*** Exercise data Section Begins ***

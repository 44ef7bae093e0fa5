use copay_ledger::{
    api::{self, AppState},
    config::{database, server::resolve_bind_address, settings},
    core::{
        allocation::seed_allocations,
        expiry::{expire_lapsed_allocations, format_expiry_summary, is_sweep_needed},
        recovery::RecoveryPolicy,
    },
    errors::Result,
};
use chrono::Utc;
use dotenvy::dotenv;
use std::sync::Arc;
use tokio::net::TcpListener;
use tracing::{error, info};
use tracing_subscriber::EnvFilter;

#[tokio::main]
async fn main() -> Result<()> {
    // 1. Initialize tracing (as early as possible)
    tracing_subscriber::fmt()
        .with_env_filter(
            EnvFilter::try_from_default_env().unwrap_or_else(|_| EnvFilter::new("info")),
        )
        .init();

    // 2. Load .env file; env vars can also be set externally
    dotenv().ok();

    // 3. Load the service configuration
    let config = settings::load_default_config()
        .inspect_err(|e| error!("Failed to load configuration: {}", e))?;
    let recovery = RecoveryPolicy::from(&config.recovery);

    // 4. Connect and create tables, retrying while the database is unreachable
    let db = recovery
        .run("connect", database::create_connection)
        .await
        .inspect_err(|e| error!("Failed to connect to database: {}", e))?;
    database::create_tables(&db)
        .await
        .inspect(|_| info!("Database initialized successfully."))
        .inspect_err(|e| error!("Failed to create tables: {}", e))?;

    // 5. Seed allocations listed in the config; existing periods are skipped
    let seeded = seed_allocations(&db, &config.allocations)
        .await
        .inspect_err(|e| error!("Failed to seed allocations: {}", e))?;
    if seeded > 0 {
        info!(seeded, "Seeded allocations from config");
    }

    // 6. Expire lapsed allocations unless that already happened today
    let today = Utc::now().date_naive();
    if is_sweep_needed(&db, today).await? {
        let result = expire_lapsed_allocations(&db, today).await?;
        info!("{}", format_expiry_summary(&result));
    }

    // 7. Serve the API
    let bind_address = resolve_bind_address(&config.server);
    let listener = TcpListener::bind(&bind_address)
        .await
        .inspect_err(|e| error!("Failed to bind {}: {}", bind_address, e))?;
    let state = AppState::new(db, recovery, config.ledger.reconciliation_tolerance);

    api::serve(listener, Arc::new(state)).await
}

*** Exercise data Section Ends ***

> _Problem requirements_
Reproduce the line that contains "let bind_address = resolve_bind_address(&config.server);" and each line after it through the last line of the entries above, exactly; leave out all earlier lines.

> _Task output_
    let bind_address = resolve_bind_address(&config.server);
    let listener = TcpListener::bind(&bind_address)
        .await
        .inspect_err(|e| error!("Failed to bind {}: {}", bind_address, e))?;
    let state = AppState::new(db, recovery, config.ledger.reconciliation_tolerance);

    api::serve(listener, Arc::new(state)).await
}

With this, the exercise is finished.